(Dataset entries)
+===+
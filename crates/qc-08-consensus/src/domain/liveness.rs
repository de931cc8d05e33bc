//! Commit-loop stall detection
//!
//! The queue cannot commit past an earliest timestamp that never reaches
//! consensus. The monitor counts ticks where work was pending but nothing
//! was committed, and reports a stall once the count crosses a threshold.
//!
//! ```text
//! [HEALTHY] ──idle tick──→ [DEGRADED {n}] ──n >= warn_after──→ [STALLED {n}]
//!     ↑                           │                                 │
//!     └──────────── commit ───────┴─────────────────────────────────┘
//! ```

use serde::{Deserialize, Serialize};

/// Liveness of the commit loop.
#[derive(Clone, Copy, Debug, PartialEq, Eq, Default, Serialize, Deserialize)]
pub enum LivenessState {
    #[default]
    Healthy,
    /// Pending work, no commits for `idle_ticks` ticks.
    Degraded { idle_ticks: u64 },
    /// Idle past the warning threshold.
    Stalled { idle_ticks: u64 },
}

#[derive(Debug)]
pub struct LivenessMonitor {
    warn_after: u64,
    idle_ticks: u64,
    state: LivenessState,
}

impl LivenessMonitor {
    pub fn new(warn_after: u64) -> Self {
        Self {
            warn_after: warn_after.max(1),
            idle_ticks: 0,
            state: LivenessState::Healthy,
        }
    }

    pub fn state(&self) -> LivenessState {
        self.state
    }

    pub fn is_stalled(&self) -> bool {
        matches!(self.state, LivenessState::Stalled { .. })
    }

    /// A commit happened, or the queue drained.
    pub fn record_progress(&mut self) -> LivenessState {
        self.idle_ticks = 0;
        self.state = LivenessState::Healthy;
        self.state
    }

    /// A tick passed with pending work and no commit.
    ///
    /// Returns true exactly once per stall, on the tick that crosses the
    /// threshold, so callers can warn without flooding logs.
    pub fn record_idle(&mut self) -> bool {
        self.idle_ticks = self.idle_ticks.saturating_add(1);
        let was_stalled = self.is_stalled();

        self.state = if self.idle_ticks >= self.warn_after {
            LivenessState::Stalled {
                idle_ticks: self.idle_ticks,
            }
        } else {
            LivenessState::Degraded {
                idle_ticks: self.idle_ticks,
            }
        };

        !was_stalled && self.is_stalled()
    }
}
+===+
§ Task goal:
In restating the data, begin at its first line, reproduce each line word for word, and conclude with the line that contains "self.state = LivenessState::Healthy;".

§ The completed task:
filename crates/qc-08-consensus/src/domain/liveness.rs
repository de931cc8d05e33bc
//! Commit-loop stall detection
//!
//! The queue cannot commit past an earliest timestamp that never reaches
//! consensus. The monitor counts ticks where work was pending but nothing
//! was committed, and reports a stall once the count crosses a threshold.
//!
//! ```text
//! [HEALTHY] ──idle tick──→ [DEGRADED {n}] ──n >= warn_after──→ [STALLED {n}]
//!     ↑                           │                                 │
//!     └──────────── commit ───────┴─────────────────────────────────┘
//! ```

use serde::{Deserialize, Serialize};

/// Liveness of the commit loop.
#[derive(Clone, Copy, Debug, PartialEq, Eq, Default, Serialize, Deserialize)]
pub enum LivenessState {
    #[default]
    Healthy,
    /// Pending work, no commits for `idle_ticks` ticks.
    Degraded { idle_ticks: u64 },
    /// Idle past the warning threshold.
    Stalled { idle_ticks: u64 },
}

#[derive(Debug)]
pub struct LivenessMonitor {
    warn_after: u64,
    idle_ticks: u64,
    state: LivenessState,
}

impl LivenessMonitor {
    pub fn new(warn_after: u64) -> Self {
        Self {
            warn_after: warn_after.max(1),
            idle_ticks: 0,
            state: LivenessState::Healthy,
        }
    }

    pub fn state(&self) -> LivenessState {
        self.state
    }

    pub fn is_stalled(&self) -> bool {
        matches!(self.state, LivenessState::Stalled { .. })
    }

    /// A commit happened, or the queue drained.
    pub fn record_progress(&mut self) -> LivenessState {
        self.idle_ticks = 0;
        self.state = LivenessState::Healthy;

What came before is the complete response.